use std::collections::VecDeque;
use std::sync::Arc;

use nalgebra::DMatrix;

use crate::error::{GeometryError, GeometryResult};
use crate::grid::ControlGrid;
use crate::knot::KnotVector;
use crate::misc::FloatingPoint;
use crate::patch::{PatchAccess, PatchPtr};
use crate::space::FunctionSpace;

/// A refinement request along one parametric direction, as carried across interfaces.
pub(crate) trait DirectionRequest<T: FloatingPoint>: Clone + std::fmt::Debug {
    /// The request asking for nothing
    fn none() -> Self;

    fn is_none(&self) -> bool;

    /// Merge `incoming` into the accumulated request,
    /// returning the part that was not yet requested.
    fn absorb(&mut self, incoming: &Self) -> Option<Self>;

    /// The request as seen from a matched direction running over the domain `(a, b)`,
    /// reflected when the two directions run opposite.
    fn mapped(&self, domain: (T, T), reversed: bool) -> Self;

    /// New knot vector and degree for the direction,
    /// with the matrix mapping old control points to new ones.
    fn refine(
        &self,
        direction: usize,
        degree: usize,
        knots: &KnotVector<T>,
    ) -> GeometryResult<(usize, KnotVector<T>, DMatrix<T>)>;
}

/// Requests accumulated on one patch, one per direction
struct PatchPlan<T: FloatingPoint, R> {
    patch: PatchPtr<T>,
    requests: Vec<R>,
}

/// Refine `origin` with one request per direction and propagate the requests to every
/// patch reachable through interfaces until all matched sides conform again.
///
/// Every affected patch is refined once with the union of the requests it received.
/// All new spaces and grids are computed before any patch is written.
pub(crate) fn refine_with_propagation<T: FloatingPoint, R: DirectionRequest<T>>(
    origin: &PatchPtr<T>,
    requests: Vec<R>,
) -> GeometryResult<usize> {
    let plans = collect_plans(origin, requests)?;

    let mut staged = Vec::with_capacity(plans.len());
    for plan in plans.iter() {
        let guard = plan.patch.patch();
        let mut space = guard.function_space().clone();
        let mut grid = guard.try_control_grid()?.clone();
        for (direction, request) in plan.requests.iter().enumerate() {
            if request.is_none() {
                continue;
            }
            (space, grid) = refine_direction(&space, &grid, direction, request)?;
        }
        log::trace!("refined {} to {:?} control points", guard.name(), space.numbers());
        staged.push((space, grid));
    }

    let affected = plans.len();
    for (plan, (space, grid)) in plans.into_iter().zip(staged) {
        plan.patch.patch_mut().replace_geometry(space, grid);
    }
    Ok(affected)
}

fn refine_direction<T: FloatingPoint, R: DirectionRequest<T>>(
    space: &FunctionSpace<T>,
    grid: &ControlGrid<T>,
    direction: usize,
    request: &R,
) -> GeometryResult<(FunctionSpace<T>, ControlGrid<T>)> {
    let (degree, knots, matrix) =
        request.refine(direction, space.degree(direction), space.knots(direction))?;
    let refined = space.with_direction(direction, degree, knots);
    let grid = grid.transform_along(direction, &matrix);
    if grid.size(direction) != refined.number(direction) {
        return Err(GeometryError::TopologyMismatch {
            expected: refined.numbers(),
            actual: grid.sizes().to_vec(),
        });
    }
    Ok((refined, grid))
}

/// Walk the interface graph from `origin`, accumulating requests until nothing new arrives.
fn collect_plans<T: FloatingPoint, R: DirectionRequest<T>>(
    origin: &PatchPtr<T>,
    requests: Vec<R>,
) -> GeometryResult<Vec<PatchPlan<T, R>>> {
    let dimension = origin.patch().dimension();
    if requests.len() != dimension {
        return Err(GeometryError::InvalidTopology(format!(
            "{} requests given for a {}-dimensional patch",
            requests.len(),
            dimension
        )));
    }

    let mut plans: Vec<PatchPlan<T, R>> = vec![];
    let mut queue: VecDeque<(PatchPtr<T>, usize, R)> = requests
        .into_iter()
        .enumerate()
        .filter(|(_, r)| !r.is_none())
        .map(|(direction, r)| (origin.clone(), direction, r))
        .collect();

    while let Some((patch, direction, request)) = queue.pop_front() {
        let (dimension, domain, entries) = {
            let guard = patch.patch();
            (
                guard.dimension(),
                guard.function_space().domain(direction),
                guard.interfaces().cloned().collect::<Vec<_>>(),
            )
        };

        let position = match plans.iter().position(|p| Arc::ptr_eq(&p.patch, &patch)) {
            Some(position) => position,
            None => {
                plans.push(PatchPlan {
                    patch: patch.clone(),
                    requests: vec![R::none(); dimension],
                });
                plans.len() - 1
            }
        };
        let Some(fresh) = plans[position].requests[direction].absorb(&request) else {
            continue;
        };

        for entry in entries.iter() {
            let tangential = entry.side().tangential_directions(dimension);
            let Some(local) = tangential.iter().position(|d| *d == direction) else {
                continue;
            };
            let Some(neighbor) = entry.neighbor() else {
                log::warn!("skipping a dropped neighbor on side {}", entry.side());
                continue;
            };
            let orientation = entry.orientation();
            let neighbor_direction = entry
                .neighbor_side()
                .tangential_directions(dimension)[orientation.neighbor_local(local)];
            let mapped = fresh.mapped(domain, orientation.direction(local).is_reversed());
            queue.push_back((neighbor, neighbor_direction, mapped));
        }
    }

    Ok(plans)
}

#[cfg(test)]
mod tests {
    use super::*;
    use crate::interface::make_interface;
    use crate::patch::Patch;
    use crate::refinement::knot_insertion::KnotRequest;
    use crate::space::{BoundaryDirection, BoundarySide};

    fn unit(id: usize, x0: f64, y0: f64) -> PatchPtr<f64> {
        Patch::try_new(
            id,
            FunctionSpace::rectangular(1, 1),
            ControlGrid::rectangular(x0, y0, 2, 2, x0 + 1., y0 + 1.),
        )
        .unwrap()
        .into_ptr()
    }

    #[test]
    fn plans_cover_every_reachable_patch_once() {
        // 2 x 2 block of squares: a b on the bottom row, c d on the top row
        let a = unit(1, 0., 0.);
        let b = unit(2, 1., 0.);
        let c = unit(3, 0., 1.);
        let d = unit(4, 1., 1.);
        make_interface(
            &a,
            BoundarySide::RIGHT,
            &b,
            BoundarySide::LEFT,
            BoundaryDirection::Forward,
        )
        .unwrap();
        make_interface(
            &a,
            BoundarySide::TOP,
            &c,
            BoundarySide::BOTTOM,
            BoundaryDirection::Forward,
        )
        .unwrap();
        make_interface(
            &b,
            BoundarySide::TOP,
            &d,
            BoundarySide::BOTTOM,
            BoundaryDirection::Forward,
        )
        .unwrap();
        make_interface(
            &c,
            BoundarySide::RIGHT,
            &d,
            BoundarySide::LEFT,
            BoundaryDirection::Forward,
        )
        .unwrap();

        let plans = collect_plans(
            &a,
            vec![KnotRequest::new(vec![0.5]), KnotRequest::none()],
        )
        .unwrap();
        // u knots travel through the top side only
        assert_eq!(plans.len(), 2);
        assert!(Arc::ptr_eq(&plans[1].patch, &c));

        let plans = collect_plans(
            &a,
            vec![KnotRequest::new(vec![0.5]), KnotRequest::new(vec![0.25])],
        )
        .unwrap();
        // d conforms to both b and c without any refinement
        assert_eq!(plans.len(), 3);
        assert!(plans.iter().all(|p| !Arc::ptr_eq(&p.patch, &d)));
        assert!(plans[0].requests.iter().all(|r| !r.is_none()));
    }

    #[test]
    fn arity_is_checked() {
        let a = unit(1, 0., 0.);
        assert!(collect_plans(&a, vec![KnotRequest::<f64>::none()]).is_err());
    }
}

◆ **WHAT THE TASK ASKS**
Number of lines containing "domain" in the material above: give that number alone.

◆ **SOLUTION TO THIS TASK**
5